(LISTED RECORDS):
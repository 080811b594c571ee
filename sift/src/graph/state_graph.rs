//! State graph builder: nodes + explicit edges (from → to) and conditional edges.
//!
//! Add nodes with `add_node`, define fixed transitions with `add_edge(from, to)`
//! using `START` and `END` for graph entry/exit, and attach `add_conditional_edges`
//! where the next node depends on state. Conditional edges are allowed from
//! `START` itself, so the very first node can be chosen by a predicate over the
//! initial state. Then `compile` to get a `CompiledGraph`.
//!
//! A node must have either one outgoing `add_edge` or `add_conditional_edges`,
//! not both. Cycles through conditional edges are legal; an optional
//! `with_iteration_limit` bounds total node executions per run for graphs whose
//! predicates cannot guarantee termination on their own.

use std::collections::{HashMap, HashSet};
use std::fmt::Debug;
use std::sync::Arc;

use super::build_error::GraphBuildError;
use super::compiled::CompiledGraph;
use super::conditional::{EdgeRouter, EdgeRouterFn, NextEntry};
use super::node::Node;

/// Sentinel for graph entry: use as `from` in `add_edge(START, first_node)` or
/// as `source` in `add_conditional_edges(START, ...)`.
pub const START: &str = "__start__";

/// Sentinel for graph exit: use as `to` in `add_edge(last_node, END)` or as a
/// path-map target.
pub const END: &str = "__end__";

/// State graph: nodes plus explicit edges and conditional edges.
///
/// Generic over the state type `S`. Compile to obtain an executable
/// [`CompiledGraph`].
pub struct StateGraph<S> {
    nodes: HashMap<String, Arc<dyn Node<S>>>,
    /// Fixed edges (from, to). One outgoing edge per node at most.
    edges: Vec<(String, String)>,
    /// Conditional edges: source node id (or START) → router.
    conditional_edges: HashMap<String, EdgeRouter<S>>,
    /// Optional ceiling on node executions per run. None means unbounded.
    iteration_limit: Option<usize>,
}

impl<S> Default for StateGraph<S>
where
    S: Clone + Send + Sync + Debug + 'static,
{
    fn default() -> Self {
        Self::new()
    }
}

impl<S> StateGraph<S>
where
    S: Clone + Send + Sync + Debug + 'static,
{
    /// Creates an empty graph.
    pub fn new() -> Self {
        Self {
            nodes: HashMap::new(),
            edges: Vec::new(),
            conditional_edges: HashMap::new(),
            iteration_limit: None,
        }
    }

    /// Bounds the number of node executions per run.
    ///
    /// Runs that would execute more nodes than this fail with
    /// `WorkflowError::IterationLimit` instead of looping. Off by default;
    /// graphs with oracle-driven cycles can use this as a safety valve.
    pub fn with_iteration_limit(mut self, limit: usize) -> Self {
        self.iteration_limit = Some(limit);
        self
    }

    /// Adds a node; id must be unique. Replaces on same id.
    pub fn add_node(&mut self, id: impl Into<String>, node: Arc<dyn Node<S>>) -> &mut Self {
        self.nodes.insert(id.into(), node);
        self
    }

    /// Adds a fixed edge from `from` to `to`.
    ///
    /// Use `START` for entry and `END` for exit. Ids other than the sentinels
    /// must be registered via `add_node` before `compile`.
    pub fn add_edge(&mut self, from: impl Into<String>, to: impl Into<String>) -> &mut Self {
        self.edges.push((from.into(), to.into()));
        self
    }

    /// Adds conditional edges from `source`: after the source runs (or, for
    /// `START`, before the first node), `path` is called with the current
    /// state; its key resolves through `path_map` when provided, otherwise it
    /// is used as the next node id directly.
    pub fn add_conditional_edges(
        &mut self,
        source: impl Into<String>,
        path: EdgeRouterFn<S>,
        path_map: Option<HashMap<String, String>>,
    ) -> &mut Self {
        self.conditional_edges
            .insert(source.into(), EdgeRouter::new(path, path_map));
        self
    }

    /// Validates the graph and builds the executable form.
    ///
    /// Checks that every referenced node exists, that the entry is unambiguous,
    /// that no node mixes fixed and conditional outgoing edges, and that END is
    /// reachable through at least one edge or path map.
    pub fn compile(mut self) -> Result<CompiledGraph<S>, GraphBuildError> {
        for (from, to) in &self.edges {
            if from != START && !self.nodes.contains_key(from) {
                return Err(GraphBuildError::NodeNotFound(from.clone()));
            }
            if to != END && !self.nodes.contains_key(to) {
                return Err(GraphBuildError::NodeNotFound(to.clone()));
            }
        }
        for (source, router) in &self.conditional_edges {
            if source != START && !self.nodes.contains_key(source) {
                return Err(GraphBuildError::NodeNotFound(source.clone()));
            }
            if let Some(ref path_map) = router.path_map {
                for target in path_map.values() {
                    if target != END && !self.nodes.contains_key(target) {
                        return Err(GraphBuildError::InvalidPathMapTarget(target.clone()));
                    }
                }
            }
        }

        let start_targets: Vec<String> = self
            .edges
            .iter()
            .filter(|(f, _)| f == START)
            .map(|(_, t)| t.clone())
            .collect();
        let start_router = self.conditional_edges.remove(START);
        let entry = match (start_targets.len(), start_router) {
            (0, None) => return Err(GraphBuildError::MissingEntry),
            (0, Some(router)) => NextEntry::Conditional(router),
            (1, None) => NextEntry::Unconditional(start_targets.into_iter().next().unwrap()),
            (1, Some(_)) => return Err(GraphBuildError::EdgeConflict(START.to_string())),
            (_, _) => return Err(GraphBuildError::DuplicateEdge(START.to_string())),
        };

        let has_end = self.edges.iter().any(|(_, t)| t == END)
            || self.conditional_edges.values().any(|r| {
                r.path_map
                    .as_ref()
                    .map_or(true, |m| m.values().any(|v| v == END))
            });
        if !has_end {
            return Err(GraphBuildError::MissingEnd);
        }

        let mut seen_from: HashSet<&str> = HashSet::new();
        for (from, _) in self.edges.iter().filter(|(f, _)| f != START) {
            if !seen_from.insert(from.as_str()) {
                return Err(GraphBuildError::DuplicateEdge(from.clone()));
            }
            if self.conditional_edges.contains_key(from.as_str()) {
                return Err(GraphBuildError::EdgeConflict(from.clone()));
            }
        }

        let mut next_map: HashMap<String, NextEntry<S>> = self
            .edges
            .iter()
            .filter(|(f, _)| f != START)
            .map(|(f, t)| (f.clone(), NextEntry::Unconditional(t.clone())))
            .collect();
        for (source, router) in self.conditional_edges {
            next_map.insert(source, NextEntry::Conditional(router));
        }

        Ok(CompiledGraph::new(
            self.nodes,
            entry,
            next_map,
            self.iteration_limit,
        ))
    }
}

(EXERCISE GOAL): Every line of the listing that holds the string "filter" counts once. Give the total alone.

(WRITTEN ANSWER): 3